A Focus Group for the Holidays

Focus Groups are Dead


In his book, Originals, Adam Grant¹ discusses why focus groups are largely ineffective and unreliable. He uses the pilot tests for the sitcom, Seinfeld, as his case study to support this argument. Broken down into four bullet points, Grant’s reasoning behind his theory was as follows:

  1. When people are placed in focus groups, they know that they are meant to be critical. This means that you’re not getting Susan’s natural reaction, since she has now been predisposed to be judgmental.
  2. Individuals in a focus group are not in their natural environments. John’s reaction to to a dirty joke on Instagram when he’s out with his friends may be different than his reaction to the same Instagram joke when he’s at home with his wife. In any case, a focus group environment will not directly mimic the environment that consumers will be in when using the product. Therefore, the reactions are going to be different.
  3. People are generally pleasers. Humans like to ensure that everyone is happy. Thus, when individuals are asked to evaluate something in a focus group, they become exceptionally critical. This is because they’re worried that if they miss something, someone may not be happy as a result.
  4. The greatest reason that Grant gives for focus groups being unreliable is actually that they are too knowledgeable. If your study participants know too much about the industry or realm that your product resides in, then they are going to judge it by how it compares to other successes in the same realm. This completely disregards any truly innovative or new products since they are, essentially, untested in the market and therefore cannot be judged by the standard criteria.

Make the Holidays Work For You


The holidays are a great time to test out my theory with at-home focus groups. In full disclosure, the information that follows is pure theory and has not, as of yet, been put to the test. This next section contains my hypothesis that,

Using holiday gatherings as an opportunity for a focus group will create more honest results than doing a traditional focus group study.²

The holidays [may] create for a more effective focus group because of the following factors:

  1. The holidays are time when you can bring together large groups of people simply for the purpose of spending time with one another. Gatherings may include friends, family, and even extended family, which creates for a diverse group in both age and gender.
  2. Since stress is high and families begin spending more time together, people tend to get more opinionated about things. They also look for discussion topics when the conversation lags or falls on a heated topic. These are great ways to insert a comment about the product/service that you’re testing.
  3. It’s a great opportunity for product placement, allowing you to either bring your product as a host gift or put it out in the open for people to engage with. Throughout the evening, you can watch how people interact with it, note any problems that arise, and capture both photos and videos of people using your product.
  4. Since your test subjects are going to be people close to you, you have a better chance of getting a reply if you send a follow-up email or text accompanied by a quick survey and an explanation about the research you were doing.

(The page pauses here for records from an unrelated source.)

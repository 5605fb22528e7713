//! An offline-resilient access layer for a hierarchical document database.
//!
//! This crate is the core of the doclink project and provides:
//!
//! - **Addressing** ([`address`]) - Hierarchical paths, stable addresses and feed targets
//! - **Link registry** ([`link`]) - Persistent mapping between the two addressing schemes
//! - **Resource cache** ([`cache`]) - Last known representation of each resource, for offline reads
//! - **Token authority** ([`token`]) - Owner-key signing and delegated permission tokens
//! - **Write replay queue** ([`queue`]) - Durable FIFO of writes awaiting connectivity
//! - **Request dispatcher** ([`dispatcher`]) - Request composition and response classification
//! - **Client** ([`client`]) - Typed API over all of the above
//! - **Boundaries** ([`transport`], [`connectivity`], [`persist`]) - Traits the host application implements
//! - **Error handling** ([`error`]) - The [`AccessError`](error::AccessError) taxonomy
//!
//! # Example
//!
//! ```ignore
//! use doclink::{Resource, prelude::*};
//! use serde::{Serialize, Deserialize};
//!
//! #[derive(Debug, Clone, Serialize, Deserialize, Resource)]
//! #[resource(kind = "collection")]
//! pub struct Collection {
//!     pub id: String,
//! }
//!
//! let db = ResourceAddress::database("D1");
//! let page = client.list::<Collection>(Some(&db)).await?;
//! ```

#[allow(unused_extern_crates)]
extern crate self as doclink_core;

pub mod address;
pub mod cache;
pub mod client;
pub mod config;
pub mod connectivity;
pub mod dispatcher;
pub mod error;
pub mod link;
pub mod page;
pub mod persist;
pub mod query;
pub mod queue;
pub mod resource;
pub mod token;
pub mod transport;
//! HTTP transport abstraction.
//!
//! The access layer never opens sockets itself: it hands a fully composed [`HttpRequest`] to a
//! [`Transport`] and classifies what comes back. A transport reports a [`TransportError`] only
//! when no HTTP response was obtained at all (no network path, DNS failure, timeout, reset);
//! any response, whatever its status, is an [`HttpResponse`].

use async_trait::async_trait;
use std::{fmt, sync::Arc};
use thiserror::Error;

use crate::error::AccessError;

/// HTTP verbs used by the access layer.
#[derive(Debug, Clone, Copy, PartialEq, Eq, Hash)]
pub enum Method {
    Get,
    Post,
    Put,
    Delete,
}

impl Method {
    pub fn as_str(&self) -> &'static str {
        match self {
            Method::Get => "GET",
            Method::Post => "POST",
            Method::Put => "PUT",
            Method::Delete => "DELETE",
        }
    }
}

impl fmt::Display for Method {
    fn fmt(&self, f: &mut fmt::Formatter<'_>) -> fmt::Result {
        f.write_str(self.as_str())
    }
}

/// A request ready to be put on the wire.
#[derive(Debug, Clone, PartialEq)]
pub struct HttpRequest {
    pub method: Method,
    pub url: String,
    pub headers: Vec<(String, String)>,
    pub body: Option<Vec<u8>>,
}

impl HttpRequest {
    /// Returns the first header value with the given name (case-insensitive).
    pub fn header(&self, name: &str) -> Option<&str> {
        find_header(&self.headers, name)
    }
}

/// A response received from the service.
#[derive(Debug, Clone, PartialEq)]
pub struct HttpResponse {
    pub status: u16,
    pub headers: Vec<(String, String)>,
    pub body: Vec<u8>,
}

impl HttpResponse {
    pub fn new(status: u16) -> Self {
        Self { status, headers: Vec::new(), body: Vec::new() }
    }

    pub fn with_header(mut self, name: impl Into<String>, value: impl Into<String>) -> Self {
        self.headers.push((name.into(), value.into()));
        self
    }

    pub fn with_body(mut self, body: Vec<u8>) -> Self {
        self.body = body;
        self
    }

    /// Returns the first header value with the given name (case-insensitive).
    pub fn header(&self, name: &str) -> Option<&str> {
        find_header(&self.headers, name)
    }

    pub fn is_success(&self) -> bool {
        (200..300).contains(&self.status)
    }
}

fn find_header<'a>(headers: &'a [(String, String)], name: &str) -> Option<&'a str> {
    headers
        .iter()
        .find(|(k, _)| k.eq_ignore_ascii_case(name))
        .map(|(_, v)| v.as_str())
}

/// No response could be obtained from the service.
#[derive(Debug, Clone, Error, PartialEq, Eq)]
pub enum TransportError {
    #[error("service unreachable: {0}")]
    Unreachable(String),
    #[error("request timed out: {0}")]
    Timeout(String),
    #[error("connection failed: {0}")]
    Connection(String),
}

impl From<TransportError> for AccessError {
    fn from(err: TransportError) -> Self {
        AccessError::TransportUnavailable(err.to_string())
    }
}

/// Asynchronous HTTP client the access layer sends its requests through.
#[async_trait]
pub trait Transport: Send + Sync {
    async fn send(&self, request: HttpRequest) -> Result<HttpResponse, TransportError>;
}

#[async_trait]
impl<T> Transport for Arc<T>
where
    T: Transport + ?Sized,
{
    async fn send(&self, request: HttpRequest) -> Result<HttpResponse, TransportError> {
        (**self).send(request).await
    }
}

pub type SharedTransport = Arc<dyn Transport>;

Proving or Disproving The Hypothesis

Since I do not have the man power or the funds to do this test on my own, I’d love it if you could help me prove or disprove this theory.

Use your own product or service and try to follow these six steps:

  1. Bring your product to a holiday gathering as a host gift or decoration item. Do NOT say anything about the product being related to you or your work; it’s just something you picked up. (This avoids any bias)
  2. Put your product in a popular hangout spot and watch from a distance. You want to be in stealth mode because you don’t want to alter the results of your “study”.
  3. Have your phone or a notepad nearby to jot down observations, problems, and any other information you deem pertinent.
  4. Take photos and videos of people interacting with the product.
  5. Send a follow-up email to everyone at the party with a brief survey and a quick explanation. Make sure that you do not lead them to any conclusions or opinions by your words anywhere in your survey.
  6. Post your conclusion: Proved or Disproved, to social media or comment on this blog post so we can all benefit from the results. Use #AHolidayStudy if posting on social media so that we can find your results!

This won’t be a bullet proof study with concrete findings but you’ve got to admit, it will be interesting.

Happy Testing!


Post Notes:

¹ Purchase book on Amazon

² Adam Grant does offer a better way to test ideas, products, and services by using different parameters to define the test group audience. My hypothesis is solely my own, and I strongly recommend reading his book, Originals.